I have always done, and will always do whatever I can to make sure that my daughters never forget what my dad went through so that they never start smoking.  My ex-wife and I always made it a point to never have the girls exposed to smoking, not even to see it.  This was a problem back when we first adopted our oldest, because my ex  was smoking once again, after having quit.  In meeting with our accountant, obviously having a personal connection to the dangers of smoking, told her “how can you look into the eyes of that beautiful child, and have her face the possibility of losing her mother to lung cancer.”  Eventually she would quit again, but in recent times, has begun smoking again.  And the frustrating thing for me, as the non-custodial parent, I cannot protect them from this.  And because of people now in their lives, I have already heard about cigar smoking from them, from a parental friend, that “cigar smoking is not as bad for you.”

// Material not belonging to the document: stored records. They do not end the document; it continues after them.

#[derive(Debug, Clone, PartialEq, Default, Serialize, Deserialize)]
pub struct MapValue {
    #[serde(default, skip_serializing_if = "BTreeMap::is_empty")]
    pub fields: BTreeMap<String, WireValue>,
}

#[derive(Debug, Clone, PartialEq, Default, Serialize, Deserialize)]
#[serde(rename_all = "camelCase")]
pub struct WireDocument {
    #[serde(default, skip_serializing_if = "String::is_empty")]
    pub name: String,
    #[serde(default)]
    pub fields: BTreeMap<String, WireValue>,
    #[serde(default, skip_serializing_if = "Option::is_none")]
    pub create_time: Option<String>,
    #[serde(default, skip_serializing_if = "Option::is_none")]
    pub update_time: Option<String>,
}

#[derive(Debug, Deserialize)]
#[serde(rename_all = "camelCase")]
pub struct ListDocumentsResponse {
    #[serde(default)]
    pub documents: Vec<WireDocument>,
    #[serde(default)]
    pub next_page_token: Option<String>,
}

#[derive(Debug, Serialize)]
pub struct CommitRequest {
    pub writes: Vec<Write>,
}

#[derive(Debug, Serialize)]
#[serde(rename_all = "camelCase")]
pub struct Write {
    pub update: WireDocument,
    #[serde(skip_serializing_if = "Option::is_none")]
    pub update_mask: Option<DocumentMask>,
    #[serde(skip_serializing_if = "Vec::is_empty")]
    pub update_transforms: Vec<FieldTransform>,
    #[serde(skip_serializing_if = "Option::is_none")]
    pub current_document: Option<Precondition>,
}

#[derive(Debug, Serialize)]
#[serde(rename_all = "camelCase")]
pub struct DocumentMask {
    pub field_paths: Vec<String>,
}

#[derive(Debug, Serialize)]
#[serde(rename_all = "camelCase")]
pub struct FieldTransform {
    pub field_path: String,
    pub set_to_server_value: &'static str,
}

#[derive(Debug, Serialize)]
pub struct Precondition {
    pub exists: bool,
}

/// Resource name of a Firestore database, e.g.
/// `projects/my-app/databases/(default)`.
#[derive(Debug, Clone, PartialEq, Eq)]
pub struct DatabaseName {
    pub project_id: String,
    pub database_id: String,
}

impl DatabaseName {
    #[must_use]
    pub fn new(project_id: &str) -> Self {
        Self {
            project_id: project_id.to_string(),
            database_id: "(default)".to_string(),
        }
    }

    #[must_use]
    pub fn documents_root(&self) -> String {
        format!(
            "projects/{}/databases/{}/documents",
            self.project_id, self.database_id
        )
    }

    #[must_use]
    pub fn document_name(&self, path: &str) -> String {
        format!("{}/{path}", self.documents_root())
    }

    /// Strip the database prefix off a full document name.
    pub fn relative_path<'a>(&self, name: &'a str) -> Result<&'a str> {
        let root = self.documents_root();
        name.strip_prefix(root.as_str())
            .and_then(|rest| rest.strip_prefix('/'))
            .with_context(|| format!("Document name outside database {root}: {name}"))
    }
}

/// Field paths that are not plain identifiers must be backtick-quoted.
#[must_use]
pub fn quote_field_path(key: &str) -> String {
    let simple = key
        .chars()
        .next()
        .is_some_and(|c| c.is_ascii_alphabetic() || c == '_')
        && key.chars().all(|c| c.is_ascii_alphanumeric() || c == '_');
    if simple {
        key.to_string()
    } else {
        format!("`{}`", key.replace('\\', "\\\\").replace('`', "\\`"))
    }
}

fn format_timestamp(ts: &DateTime<Utc>) -> String {
    ts.to_rfc3339_opts(SecondsFormat::AutoSi, true)
}

pub fn encode_value(value: &Value) -> Result<WireValue> {
    Ok(match value {
        Value::Null => WireValue::NullValue(Some("NULL_VALUE".to_string())),
        Value::Boolean(b) => WireValue::BooleanValue(*b),
        Value::Integer(i) => WireValue::IntegerValue(i.to_string()),
        Value::Double(d) if d.is_nan() => WireValue::DoubleValue(WireDouble::Special("NaN".into())),
        Value::Double(d) if d.is_infinite() => {
            let s = if d.is_sign_positive() { "Infinity" } else { "-Infinity" };
            WireValue::DoubleValue(WireDouble::Special(s.into()))
        }
        Value::Double(d) => WireValue::DoubleValue(WireDouble::Number(*d)),
        Value::String(s) => WireValue::StringValue(s.clone()),
        Value::Timestamp(ts) => WireValue::TimestampValue(format_timestamp(ts)),
        Value::Bytes(b) => WireValue::BytesValue(b.clone()),
        Value::Reference(r) => WireValue::ReferenceValue(r.clone()),
        Value::GeoPoint {
            latitude,
            longitude,
        } => WireValue::GeoPointValue(LatLng {
            latitude: *latitude,
            longitude: *longitude,
        }),
        Value::Array(items) => WireValue::ArrayValue(ArrayValue {
            values: items.iter().map(encode_value).collect::<Result<_>>()?,
        }),
        Value::Map(fields) => WireValue::MapValue(MapValue {
            fields: fields
                .iter()
                .map(|(k, v)| Ok((k.clone(), encode_value(v)?)))
                .collect::<Result<_>>()?,
        }),
        Value::ServerTimestamp => bail!("Server timestamps are only supported as top-level fields"),
    })
}

pub fn decode_value(value: WireValue) -> Result<Value> {
    Ok(match value {
        WireValue::NullValue(_) => Value::Null,
        WireValue::BooleanValue(b) => Value::Boolean(b),
        WireValue::IntegerValue(s) => Value::Integer(
            s.parse()
                .with_context(|| format!("Invalid integerValue: {s}"))?,
        ),
        WireValue::DoubleValue(WireDouble::Number(d)) => Value::Double(d),
        WireValue::DoubleValue(WireDouble::Special(s)) => Value::Double(match s.as_str() {
            "NaN" => f64::NAN,
            "Infinity" => f64::INFINITY,
            "-Infinity" => f64::NEG_INFINITY,
            other => bail!("Invalid doubleValue: {other}"),
        }),
        WireValue::TimestampValue(s) => Value::Timestamp(
            DateTime::parse_from_rfc3339(&s)
                .with_context(|| format!("Invalid timestampValue: {s}"))?
                .with_timezone(&Utc),
        ),
        WireValue::StringValue(s) => Value::String(s),
        WireValue::BytesValue(b) => Value::Bytes(b),
        WireValue::ReferenceValue(r) => Value::Reference(r),
        WireValue::GeoPointValue(p) => Value::GeoPoint {
            latitude: p.latitude,
            longitude: p.longitude,
        },
        WireValue::ArrayValue(a) => Value::Array(
            a.values
                .into_iter()
                .map(decode_value)
                .collect::<Result<_>>()?,
        ),
        WireValue::MapValue(m) => Value::Map(decode_fields(m.fields)?),
    })
}

pub fn decode_fields(fields: BTreeMap<String, WireValue>) -> Result<Fields> {
    fields
        .into_iter()
        .map(|(k, v)| {
            let value = decode_value(v).with_context(|| format!("Field '{k}'"))?;
            Ok((k, value))
        })
        .collect()
}

pub fn decode_document(db: &DatabaseName, doc: WireDocument) -> Result<Document> {
    let path = db.relative_path(&doc.name)?.to_string();
    let id = path.rsplit('/').next().unwrap_or_default().to_string();
    let parse_time = |t: Option<String>| -> Result<Option<DateTime<Utc>>> {
        t.map(|s| {
            DateTime::parse_from_rfc3339(&s)
                .map(|ts| ts.with_timezone(&Utc))
                .with_context(|| format!("Invalid document time: {s}"))
        })
        .transpose()
    };
    Ok(Document {
        id,
        path,
        fields: decode_fields(doc.fields).with_context(|| format!("Document {}", doc.name))?,
        create_time: parse_time(doc.create_time)?,
        update_time: parse_time(doc.update_time)?,
    })
}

This is what the tobacco companies want and need.  They need smokers to have no control over their addictions, and to justify them, and blow them off as no big deal (sorry, no pun intended).  People can quit any time.

No, you can’t.  And the tobacco companies do not want you to quit either.  Up until the time my father was placed into the nursing home, my brother discovered my father’s hidden stash of cigarettes.

I asked you for five minutes to tell you my dad’s story, because I do not ever want anyone to experience a loss which is 100% preventable.  Lung cancer does not need to be the number one killer.

I miss my dad.  I miss my friend.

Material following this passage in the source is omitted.